The Bowland shale is found either side of the Pennines, in parts of Lancashire, Yorkshire, Nottinghamshire and Derbyshire and is the main area licensed by the government for shale gas exploration.

As well as Preston New Road, companies have plans to explore the Bowland shale at Misson Springs in Nottinghamshire, Harthill in south Yorkshire and Bramleymoor Lane in Derbyshire. IGas’s Tinker Lane well, drilled in November 2018, was also looking for the formation but failed to find it.

Mr Grayson said other researchers have reported high levels of selenium in the Bowland shale at the surface, about 11 miles from Preston New Road. It has also been found near Pendle Hill, Walley and Earby in Lancashire and at Edale in Derbyshire, he said.

 “It is now realised that the Bowland Shale has remarkably high toxic levels of selenium, everywhere its outcrops have been tested in NW England, Wales, Isle of Man and Ireland. No exceptions.”

He said selenium, while a vital nutrient in tiny quantities, is very toxic in high concentrations. He called for independent tests for selenium and the other heavy metals on rock cuttings taken from several wells drilled recently. These include Cuadrilla’s Lancashire sites at Becconsall, Preston New Road and Preese Hall and the boreholes drilled at Ellesmere Port in Cheshire and Irlam (Barton Moss) in Salford.

He said:

“Until then fracking by Cuadrilla and acidisation by IGas should be suspended with immediate effect.

“If, as I suspect, selenium levels in the boreholes are extremely toxic, then the PEDLs [Petroleum Exploration and Development Licences] should be restricted to coalbed methane from the Upper, Middle and Lower Coal Measures.”

He added that flowback waters from the Preston New Road wells should be classed as “highly toxic waste” until proved otherwise.

The paper also warned about the risk of shale gas wells encountering the poisonous and flammable gas, hydrogen sulphide (H2S), known as sour gas.

“Factual evidence shows the risk of encountering H2S is substantial, which is bad news for investors and for the health and safety of local communities, as well as for the workers.”

He said the risk arose from two different sources in the Bowland shale.

Anhydrite rock (calcium sulphate) below the formation – identified in boreholes in the Bowland basin – could produce sulphate waters in huge amounts, he said. If this came into contact with hydrocarbons then hydrogen sulphide could be produced.

He also quoted examples of unconventional shale wells in Texas producing sour gas because of the use of guar gum in fracking. He suggested that guar gum encouraged the growth of anaerobic bacteria, which generated hydrogen sulphide. This may be slowed, but not eliminated, by the use of biocides, he suggested.

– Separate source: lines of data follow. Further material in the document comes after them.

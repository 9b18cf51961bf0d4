//! # gtp-core
//!
//! Core types, traits, and abstractions for raw chain extraction.
//!
//! This crate provides the foundational data structures and the collaborator
//! traits (extraction operation, chain configuration, sleeping, alerting)
//! that the other gtp crates depend on.

pub mod defaults;
pub mod error;
pub mod logging;
pub mod models;
pub mod traits;

// Re-export commonly used types
pub use error::{Error, Result};
pub use models::*;
pub use traits::*;
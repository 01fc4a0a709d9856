use serde::{Deserialize, Serialize};

use super::models::{BadgeModel, UserModel};
use crate::quiz::models::AttemptWithQuiz;
use crate::scoring::{ExpertiseAxis, LevelProgress};
use crate::vote::models::VoteWithAnime;

/// Request payload for login-by-name
#[derive(Debug, Clone, Serialize, Deserialize)]
pub struct LoginRequest {
    pub username: String,
}

#[derive(Debug, Clone, Default, Serialize, Deserialize)]
pub struct UpdateProfileRequest {
    #[serde(default)]
    pub username: Option<String>,
    #[serde(default)]
    pub avatar: Option<String>,
}

/// Derived numbers shown next to a profile
#[derive(Debug, Clone, PartialEq, Serialize, Deserialize)]
#[serde(rename_all = "camelCase")]
pub struct Progression {
    #[serde(flatten)]
    pub level: LevelProgress,
    pub expertise: Vec<ExpertiseAxis>,
}

/// Response for GET /users/:id
#[derive(Debug, Clone, Serialize, Deserialize)]
#[serde(rename_all = "camelCase")]
pub struct UserProfileResponse {
    #[serde(flatten)]
    pub user: UserModel,
    pub votes: Vec<VoteWithAnime>,
    pub quiz_attempts: Vec<AttemptWithQuiz>,
    pub badges: Vec<BadgeModel>,
    pub progression: Progression,
}

#[derive(Debug, Clone, Copy, PartialEq, Serialize, Deserialize)]
#[serde(rename_all = "camelCase")]
pub struct ActivityCount {
    pub votes: i64,
    pub quiz_attempts: i64,
}

/// One leaderboard row
#[derive(Debug, Clone, Serialize, Deserialize)]
pub struct LeaderboardEntry {
    #[serde(flatten)]
    pub user: UserModel,
    #[serde(rename = "_count")]
    pub count: ActivityCount,
}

DrillOrDrop put Mr Grayson’s concerns to Cuadrilla. A spokesperson for the company said:

“During our operations at Preston New Road we have carried out extensive core sampling, providing us with a unique dataset of the Bowland Shale.

“Through this continuous observation we have established that the natural gas in the shale rock contains no hydrogen sulphide, as we would expect in this geology.

“We have also been testing for other elements, including selenium, which has been absent or at trace level, with the results independently inspected by the regulator. It is both unhelpful and misleading to local people to suggest otherwise.”